My knowledge of European politics is about equal to his, but I know more about Asian politics than he does. Justin has no more interest in Indian politics than I have in US politics, despite having lived in Bangaluru for a decade, so we talk about European politics.   
    
I’d prefer not to talk about politics at all, but we have nothing else to talk about. During our last conversation, I mentioned that I’m currently reading Stefan Zweig’s The World of Yesterday and rereading Dante’s Inferno, but Justin said he’s never read the Inferno and never heard of Zweig.

I've come to enjoy talking with Justin, to the extent that I enjoy talking with anyone; but I’d prefer to be left alone.

I am alone. Everyone else - even Justin, who is more intelligent than most, and should know better - assumes that Trump is an extraordinary political phenomenon. They often say he could be another Hitler, not realizing that every ruler is potentially another Hitler. 

In times of crisis, people usually band together and help each other through it; but only at first. If the crisis continues, they start looking for someone stronger and wiser than they to tell them what to do. We're in such a crisis now, not surprisingly; we've been in one crisis after another ever since we created what we used to call civilization.
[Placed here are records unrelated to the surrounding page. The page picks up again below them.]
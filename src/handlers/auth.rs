use axum::extract::{FromRequestParts, State};
use axum::http::request::Parts;
use axum::http::{header, HeaderMap};
use axum::response::{IntoResponse, Response};
use axum::Json;
use chrono::Utc;
use rand::Rng;
use serde::{Deserialize, Serialize};
use uuid::Uuid;

use crate::models::{Host, Session};
use crate::state::AppState;
use crate::utils::error::AppError;
use crate::utils::ids;
use crate::utils::response::{created, empty_success, success};
use crate::utils::validate::normalize_email;

/// The authenticated host, re-derived from session state on every
/// host-scoped request. Rejects with 401 when no valid session is
/// presented and 404 when the session points at a deleted host.
pub struct CurrentHost(pub Host);

#[axum::async_trait]
impl FromRequestParts<AppState> for CurrentHost {
    type Rejection = AppError;

    async fn from_request_parts(
        parts: &mut Parts,
        state: &AppState,
    ) -> Result<Self, Self::Rejection> {
        let token = bearer_token(&parts.headers)
            .ok_or_else(|| AppError::AuthError("Authentication required".to_string()))?;

        let host_id = state
            .store
            .session_host_id(&token)
            .await?
            .ok_or_else(|| AppError::AuthError("Invalid session".to_string()))?;

        let host = state
            .store
            .host_by_id(host_id)
            .await?
            .ok_or_else(|| AppError::NotFound("Host not found".to_string()))?;

        Ok(CurrentHost(host))
    }
}

fn bearer_token(headers: &HeaderMap) -> Option<String> {
    let value = headers.get(header::AUTHORIZATION)?.to_str().ok()?;
    value
        .strip_prefix("Bearer ")
        .map(|token| token.trim().to_string())
        .filter(|token| !token.is_empty())
}

#[derive(Deserialize)]
pub struct SignupRequest {
    pub email: Option<String>,
    pub password: Option<String>,
    pub name: Option<String>,
    pub whatsapp_number: Option<String>,
}

#[derive(Deserialize)]
pub struct LoginRequest {
    pub email: Option<String>,
    pub password: Option<String>,
}

#[derive(Serialize)]
struct HostPayload {
    id: Uuid,
    email: String,
    name: String,
    whatsapp_number: String,
}

impl From<&Host> for HostPayload {
    fn from(host: &Host) -> Self {
        Self {
            id: host.id,
            email: host.email.clone(),
            name: host.name.clone(),
            whatsapp_number: host.whatsapp_number.clone(),
        }
    }
}

#[derive(Serialize)]
struct AuthPayload {
    host: HostPayload,
    token: String,
}

async fn open_session(state: &AppState, host_id: Uuid) -> Result<String, AppError> {
    let session = Session {
        token: ids::new_session_token(),
        host_id,
        created_at: Utc::now(),
    };
    state.store.create_session(&session).await?;
    Ok(session.token)
}

pub async fn signup(
    State(state): State<AppState>,
    Json(req): Json<SignupRequest>,
) -> Result<Response, AppError> {
    let (Some(email), Some(password), Some(name), Some(whatsapp_number)) =
        (req.email, req.password, req.name, req.whatsapp_number)
    else {
        return Err(AppError::ValidationError(
            "Missing required fields".to_string(),
        ));
    };
    if password.is_empty() || name.is_empty() || whatsapp_number.is_empty() {
        return Err(AppError::ValidationError(
            "Missing required fields".to_string(),
        ));
    }

    let email = normalize_email(&email)
        .ok_or_else(|| AppError::ValidationError("Invalid email format".to_string()))?;

    if state.store.host_by_email(&email).await?.is_some() {
        return Err(AppError::Conflict("Email already registered".to_string()));
    }

    let salt: [u8; 16] = rand::thread_rng().gen();
    let password_hash = argon2::hash_encoded(password.as_bytes(), &salt, &argon2::Config::default())
        .map_err(|e| AppError::InternalServerError(format!("Password hashing failed: {e}")))?;

    let host = Host {
        id: Uuid::new_v4(),
        email,
        name,
        whatsapp_number,
        password_hash,
        created_at: Utc::now(),
    };
    // The unique constraint backs up the pre-check against racing signups
    state.store.create_host(&host).await?;

    let token = open_session(&state, host.id).await?;

    Ok(created(
        AuthPayload {
            host: HostPayload::from(&host),
            token,
        },
        "Account created successfully",
    )
    .into_response())
}

pub async fn login(
    State(state): State<AppState>,
    Json(req): Json<LoginRequest>,
) -> Result<Response, AppError> {
    let (Some(email), Some(password)) = (req.email, req.password) else {
        return Err(AppError::ValidationError(
            "Email and password required".to_string(),
        ));
    };

    // One message for unknown email and wrong password alike
    let invalid = || AppError::AuthError("Invalid email or password".to_string());

    let email = normalize_email(&email).ok_or_else(invalid)?;
    let host = state.store.host_by_email(&email).await?.ok_or_else(invalid)?;

    if !argon2::verify_encoded(&host.password_hash, password.as_bytes()).unwrap_or(false) {
        return Err(invalid());
    }

    let token = open_session(&state, host.id).await?;

    Ok(success(
        AuthPayload {
            host: HostPayload::from(&host),
            token,
        },
        "Login successful",
    )
    .into_response())
}

pub async fn logout(State(state): State<AppState>, headers: HeaderMap) -> Result<Response, AppError> {
    if let Some(token) = bearer_token(&headers) {
        state.store.delete_session(&token).await?;
    }
    Ok(empty_success("Logged out successfully").into_response())
}

pub async fn me(CurrentHost(host): CurrentHost) -> Result<Response, AppError> {
    Ok(success(HostPayload::from(&host), "Authenticated").into_response())
}
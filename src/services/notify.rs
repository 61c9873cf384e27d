//! Host notifications for RSVP activity.
//!
//! The production implementation is a structured-logging stand-in for the
//! email provider; callers treat every notifier as best-effort and keep
//! going when it fails.

use async_trait::async_trait;

use crate::models::{Attendee, Event, Host};

#[derive(Debug, Clone, Copy, PartialEq, Eq)]
pub enum RsvpChange {
    Created,
    Modified,
    Cancelled,
}

impl RsvpChange {
    fn subject(self, event_title: &str) -> String {
        match self {
            RsvpChange::Created => format!("New RSVP for {event_title}"),
            RsvpChange::Modified => format!("RSVP modified - {event_title}"),
            RsvpChange::Cancelled => format!("RSVP cancelled - {event_title}"),
        }
    }
}

#[async_trait]
pub trait Notifier: Send + Sync {
    async fn notify(
        &self,
        change: RsvpChange,
        event: &Event,
        host: &Host,
        attendee: &Attendee,
        reason: Option<&str>,
    ) -> anyhow::Result<()>;
}

/// Logs the notification the system would email to the host.
pub struct LogNotifier;

#[async_trait]
impl Notifier for LogNotifier {
    async fn notify(
        &self,
        change: RsvpChange,
        event: &Event,
        host: &Host,
        attendee: &Attendee,
        reason: Option<&str>,
    ) -> anyhow::Result<()> {
        tracing::info!(
            target: "notifications",
            to = %host.email,
            subject = %change.subject(&event.title),
            guest = %attendee.name,
            contact = %attendee.whatsapp_number,
            adults = attendee.num_adults,
            children = attendee.num_children,
            comments = attendee.comments.as_deref().unwrap_or(""),
            reason = reason.unwrap_or(""),
            "rsvp notification"
        );
        Ok(())
    }
}

#[cfg(test)]
mod tests {
    use super::*;

    #[test]
    fn subject_lines_name_the_event() {
        assert_eq!(
            RsvpChange::Created.subject("Birthday"),
            "New RSVP for Birthday"
        );
        assert_eq!(
            RsvpChange::Cancelled.subject("Birthday"),
            "RSVP cancelled - Birthday"
        );
    }
}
Sooner or later everything we build falls, because the foundation of what we used to call civilization is the enslavement and exploitation of one group by another, so it's unstable. People usually assume that rulers keep the ruled enslaved by force, but a minority – and the rulers are always a minority – can’t keep the majority enslaved by force alone. Only an idea – what Plato called a myth, and David Hume called opinion – can make the majority submit to a minority. We live not in the real world, but a world we’ve imagined. a prison of our own making.